→ Work item
Copy out every line of the data that follows, exactly.

Given records START

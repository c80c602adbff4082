//! Wire types for the two Google place-search backends.
//!
//! ## Observed shape, legacy Nearby Search (`/maps/api/place/nearbysearch/json`)
//!
//! ### Status envelope
//! Every response carries a top-level `status` string. `"OK"` and
//! `"ZERO_RESULTS"` are successes (the latter with an empty or absent
//! `results` array); anything else (`"REQUEST_DENIED"`, `"INVALID_REQUEST"`,
//! `"OVER_QUERY_LIMIT"`, ...) is a rejection, sometimes accompanied by an
//! `error_message` string. Notably, a freshly issued `next_page_token` that
//! has not warmed up yet comes back as `"INVALID_REQUEST"`.
//!
//! ### Pagination
//! `next_page_token` appears in the body when more results exist and is
//! replayed verbatim as the `pagetoken` query parameter.
//!
//! ### Fields
//! snake_case throughout. `price_level` is an integer 0–4. Coordinates sit
//! under `geometry.location.{lat,lng}`. The nearby endpoint itself omits
//! `website` and `reviews` (those belong to the details endpoint, which
//! shares this place shape), so every field except `place_id` is defaulted.
//!
//! ## Observed shape, Places API v1 (`/v1/places:searchNearby`)
//!
//! camelCase throughout, no status envelope (errors arrive as non-2xx with an
//! RPC error body), no pagination. A search with zero matches returns a bare
//! `{}` rather than an empty `places` array. `priceLevel` is a symbolic
//! string (`"PRICE_LEVEL_MODERATE"`), display strings are wrapped in
//! localized-text objects (`{"text": ..., "languageCode": ...}`), and
//! coordinates sit under `location.{latitude,longitude}`.

use serde::Deserialize;

/// One page of raw places plus the continuation token, if any. Places stay
/// provider-shaped here; normalization happens after pagination completes.
#[derive(Debug)]
pub struct ResultPage {
    pub places: Vec<RawPlace>,
    pub next_token: Option<String>,
}

/// A provider place before normalization, tagged by backend. Consumed only
/// by [`crate::normalize::normalize_place`]; nothing downstream of that sees
/// which variant it was.
#[derive(Debug)]
pub enum RawPlace {
    Legacy(LegacyPlace),
    Modern(ModernPlace),
}

// ---------------------------------------------------------------------------
// Legacy Nearby Search
// ---------------------------------------------------------------------------

/// Top-level response from the legacy nearby search endpoint.
#[derive(Debug, Deserialize)]
pub struct LegacySearchResponse {
    pub status: String,
    #[serde(default)]
    pub error_message: Option<String>,
    #[serde(default)]
    pub results: Vec<LegacyPlace>,
    #[serde(default)]
    pub next_page_token: Option<String>,
}

/// A single place from the legacy endpoint family.
#[derive(Debug, Deserialize)]
pub struct LegacyPlace {
    pub place_id: String,
    #[serde(default)]
    pub name: Option<String>,
    /// Short address, e.g. `"Av. Almirante Reis 1, Lisboa"`. The nearby
    /// endpoint uses `vicinity` where details uses `formatted_address`.
    #[serde(default)]
    pub vicinity: Option<String>,
    #[serde(default)]
    pub rating: Option<f64>,
    /// Integer 0–4; absent for unrated or free places.
    #[serde(default)]
    pub price_level: Option<i64>,
    #[serde(default)]
    pub types: Vec<String>,
    #[serde(default)]
    pub photos: Vec<LegacyPhoto>,
    #[serde(default)]
    pub geometry: Option<LegacyGeometry>,
    #[serde(default)]
    pub opening_hours: Option<LegacyOpeningHours>,
    /// Details-endpoint field; absent from nearby responses.
    #[serde(default)]
    pub website: Option<String>,
    /// Details-endpoint field; absent from nearby responses.
    #[serde(default)]
    pub reviews: Vec<LegacyReview>,
}

#[derive(Debug, Deserialize)]
pub struct LegacyPhoto {
    pub photo_reference: String,
    #[serde(default)]
    pub width: u32,
    #[serde(default)]
    pub height: u32,
}

#[derive(Debug, Deserialize)]
pub struct LegacyGeometry {
    pub location: LegacyLatLng,
}

#[derive(Debug, Deserialize)]
pub struct LegacyLatLng {
    pub lat: f64,
    pub lng: f64,
}

#[derive(Debug, Deserialize)]
pub struct LegacyOpeningHours {
    #[serde(default)]
    pub open_now: Option<bool>,
    #[serde(default)]
    pub weekday_text: Vec<String>,
}

#[derive(Debug, Deserialize)]
pub struct LegacyReview {
    #[serde(default)]
    pub author_name: Option<String>,
    #[serde(default)]
    pub rating: Option<f64>,
    #[serde(default)]
    pub text: Option<String>,
}

// ---------------------------------------------------------------------------
// Places API v1
// ---------------------------------------------------------------------------

/// Top-level response from `places:searchNearby`. Zero matches arrive as a
/// bare `{}`, which the default covers.
#[derive(Debug, Deserialize)]
pub struct ModernSearchResponse {
    #[serde(default)]
    pub places: Vec<ModernPlace>,
}

/// A single place from the v1 endpoint, limited to the fields our field mask
/// requests.
#[derive(Debug, Deserialize)]
#[serde(rename_all = "camelCase")]
pub struct ModernPlace {
    pub id: String,
    #[serde(default)]
    pub display_name: Option<LocalizedText>,
    #[serde(default)]
    pub formatted_address: Option<String>,
    #[serde(default)]
    pub rating: Option<f64>,
    /// Symbolic name, e.g. `"PRICE_LEVEL_INEXPENSIVE"`; absent when unknown.
    #[serde(default)]
    pub price_level: Option<String>,
    #[serde(default)]
    pub types: Vec<String>,
    /// Localized human-readable category, e.g. `"Seafood restaurant"`.
    #[serde(default)]
    pub primary_type_display_name: Option<LocalizedText>,
    #[serde(default)]
    pub current_opening_hours: Option<ModernOpeningHours>,
    #[serde(default)]
    pub photos: Vec<ModernPhoto>,
    #[serde(default)]
    pub website_uri: Option<String>,
    #[serde(default)]
    pub reviews: Vec<ModernReview>,
    #[serde(default)]
    pub location: Option<ModernLatLng>,
}

/// v1 wraps display strings as `{"text": ..., "languageCode": ...}`; only
/// the text matters here.
#[derive(Debug, Deserialize)]
pub struct LocalizedText {
    #[serde(default)]
    pub text: String,
}

/// v1 photo resource. `name` is the opaque reference used to fetch bytes.
#[derive(Debug, Deserialize)]
#[serde(rename_all = "camelCase")]
pub struct ModernPhoto {
    pub name: String,
    #[serde(default)]
    pub width_px: u32,
    #[serde(default)]
    pub height_px: u32,
}

#[derive(Debug, Deserialize)]
#[serde(rename_all = "camelCase")]
pub struct ModernOpeningHours {
    #[serde(default)]
    pub open_now: Option<bool>,
    #[serde(default)]
    pub weekday_descriptions: Vec<String>,
}

#[derive(Debug, Deserialize)]
#[serde(rename_all = "camelCase")]
pub struct ModernReview {
    #[serde(default)]
    pub author_attribution: Option<ModernAuthorAttribution>,
    #[serde(default)]
    pub rating: Option<f64>,
    #[serde(default)]
    pub text: Option<LocalizedText>,
}

#[derive(Debug, Deserialize)]
#[serde(rename_all = "camelCase")]
pub struct ModernAuthorAttribution {
    #[serde(default)]
    pub display_name: String,
}

#[derive(Debug, Deserialize)]
pub struct ModernLatLng {
    pub latitude: f64,
    pub longitude: f64,
}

Given records END

→ Task solution
repository c80c602adbff4082
//! Wire types for the two Google place-search backends.
//!
//! ## Observed shape, legacy Nearby Search (`/maps/api/place/nearbysearch/json`)
//!
//! ### Status envelope
//! Every response carries a top-level `status` string. `"OK"` and
//! `"ZERO_RESULTS"` are successes (the latter with an empty or absent
//! `results` array); anything else (`"REQUEST_DENIED"`, `"INVALID_REQUEST"`,
//! `"OVER_QUERY_LIMIT"`, ...) is a rejection, sometimes accompanied by an
//! `error_message` string. Notably, a freshly issued `next_page_token` that
//! has not warmed up yet comes back as `"INVALID_REQUEST"`.
//!
//! ### Pagination
//! `next_page_token` appears in the body when more results exist and is
//! replayed verbatim as the `pagetoken` query parameter.
//!
//! ### Fields
//! snake_case throughout. `price_level` is an integer 0–4. Coordinates sit
//! under `geometry.location.{lat,lng}`. The nearby endpoint itself omits
//! `website` and `reviews` (those belong to the details endpoint, which
//! shares this place shape), so every field except `place_id` is defaulted.
//!
//! ## Observed shape, Places API v1 (`/v1/places:searchNearby`)
//!
//! camelCase throughout, no status envelope (errors arrive as non-2xx with an
//! RPC error body), no pagination. A search with zero matches returns a bare
//! `{}` rather than an empty `places` array. `priceLevel` is a symbolic
//! string (`"PRICE_LEVEL_MODERATE"`), display strings are wrapped in
//! localized-text objects (`{"text": ..., "languageCode": ...}`), and
//! coordinates sit under `location.{latitude,longitude}`.

use serde::Deserialize;

/// One page of raw places plus the continuation token, if any. Places stay
/// provider-shaped here; normalization happens after pagination completes.
#[derive(Debug)]
pub struct ResultPage {
    pub places: Vec<RawPlace>,
    pub next_token: Option<String>,
}

/// A provider place before normalization, tagged by backend. Consumed only
/// by [`crate::normalize::normalize_place`]; nothing downstream of that sees
/// which variant it was.
#[derive(Debug)]
pub enum RawPlace {
    Legacy(LegacyPlace),
    Modern(ModernPlace),
}

// ---------------------------------------------------------------------------
// Legacy Nearby Search
// ---------------------------------------------------------------------------

/// Top-level response from the legacy nearby search endpoint.
#[derive(Debug, Deserialize)]
pub struct LegacySearchResponse {
    pub status: String,
    #[serde(default)]
    pub error_message: Option<String>,
    #[serde(default)]
    pub results: Vec<LegacyPlace>,
    #[serde(default)]
    pub next_page_token: Option<String>,
}

/// A single place from the legacy endpoint family.
#[derive(Debug, Deserialize)]
pub struct LegacyPlace {
    pub place_id: String,
    #[serde(default)]
    pub name: Option<String>,
    /// Short address, e.g. `"Av. Almirante Reis 1, Lisboa"`. The nearby
    /// endpoint uses `vicinity` where details uses `formatted_address`.
    #[serde(default)]
    pub vicinity: Option<String>,
    #[serde(default)]
    pub rating: Option<f64>,
    /// Integer 0–4; absent for unrated or free places.
    #[serde(default)]
    pub price_level: Option<i64>,
    #[serde(default)]
    pub types: Vec<String>,
    #[serde(default)]
    pub photos: Vec<LegacyPhoto>,
    #[serde(default)]
    pub geometry: Option<LegacyGeometry>,
    #[serde(default)]
    pub opening_hours: Option<LegacyOpeningHours>,
    /// Details-endpoint field; absent from nearby responses.
    #[serde(default)]
    pub website: Option<String>,
    /// Details-endpoint field; absent from nearby responses.
    #[serde(default)]
    pub reviews: Vec<LegacyReview>,
}

#[derive(Debug, Deserialize)]
pub struct LegacyPhoto {
    pub photo_reference: String,
    #[serde(default)]
    pub width: u32,
    #[serde(default)]
    pub height: u32,
}

#[derive(Debug, Deserialize)]
pub struct LegacyGeometry {
    pub location: LegacyLatLng,
}

#[derive(Debug, Deserialize)]
pub struct LegacyLatLng {
    pub lat: f64,
    pub lng: f64,
}

#[derive(Debug, Deserialize)]
pub struct LegacyOpeningHours {
    #[serde(default)]
    pub open_now: Option<bool>,
    #[serde(default)]
    pub weekday_text: Vec<String>,
}

#[derive(Debug, Deserialize)]
pub struct LegacyReview {
    #[serde(default)]
    pub author_name: Option<String>,
    #[serde(default)]
    pub rating: Option<f64>,
    #[serde(default)]
    pub text: Option<String>,
}

// ---------------------------------------------------------------------------
// Places API v1
// ---------------------------------------------------------------------------

/// Top-level response from `places:searchNearby`. Zero matches arrive as a
/// bare `{}`, which the default covers.
#[derive(Debug, Deserialize)]
pub struct ModernSearchResponse {
    #[serde(default)]
    pub places: Vec<ModernPlace>,
}

/// A single place from the v1 endpoint, limited to the fields our field mask
/// requests.
#[derive(Debug, Deserialize)]
#[serde(rename_all = "camelCase")]
pub struct ModernPlace {
    pub id: String,
    #[serde(default)]
    pub display_name: Option<LocalizedText>,
    #[serde(default)]
    pub formatted_address: Option<String>,
    #[serde(default)]
    pub rating: Option<f64>,
    /// Symbolic name, e.g. `"PRICE_LEVEL_INEXPENSIVE"`; absent when unknown.
    #[serde(default)]
    pub price_level: Option<String>,
    #[serde(default)]
    pub types: Vec<String>,
    /// Localized human-readable category, e.g. `"Seafood restaurant"`.
    #[serde(default)]
    pub primary_type_display_name: Option<LocalizedText>,
    #[serde(default)]
    pub current_opening_hours: Option<ModernOpeningHours>,
    #[serde(default)]
    pub photos: Vec<ModernPhoto>,
    #[serde(default)]
    pub website_uri: Option<String>,
    #[serde(default)]
    pub reviews: Vec<ModernReview>,
    #[serde(default)]
    pub location: Option<ModernLatLng>,
}

/// v1 wraps display strings as `{"text": ..., "languageCode": ...}`; only
/// the text matters here.
#[derive(Debug, Deserialize)]
pub struct LocalizedText {
    #[serde(default)]
    pub text: String,
}

/// v1 photo resource. `name` is the opaque reference used to fetch bytes.
#[derive(Debug, Deserialize)]
#[serde(rename_all = "camelCase")]
pub struct ModernPhoto {
    pub name: String,
    #[serde(default)]
    pub width_px: u32,
    #[serde(default)]
    pub height_px: u32,
}

#[derive(Debug, Deserialize)]
#[serde(rename_all = "camelCase")]
pub struct ModernOpeningHours {
    #[serde(default)]
    pub open_now: Option<bool>,
    #[serde(default)]
    pub weekday_descriptions: Vec<String>,
}

#[derive(Debug, Deserialize)]
#[serde(rename_all = "camelCase")]
pub struct ModernReview {
    #[serde(default)]
    pub author_attribution: Option<ModernAuthorAttribution>,
    #[serde(default)]
    pub rating: Option<f64>,
    #[serde(default)]
    pub text: Option<LocalizedText>,
}

#[derive(Debug, Deserialize)]
#[serde(rename_all = "camelCase")]
pub struct ModernAuthorAttribution {
    #[serde(default)]
    pub display_name: String,
}

#[derive(Debug, Deserialize)]
pub struct ModernLatLng {
    pub latitude: f64,
    pub longitude: f64,
}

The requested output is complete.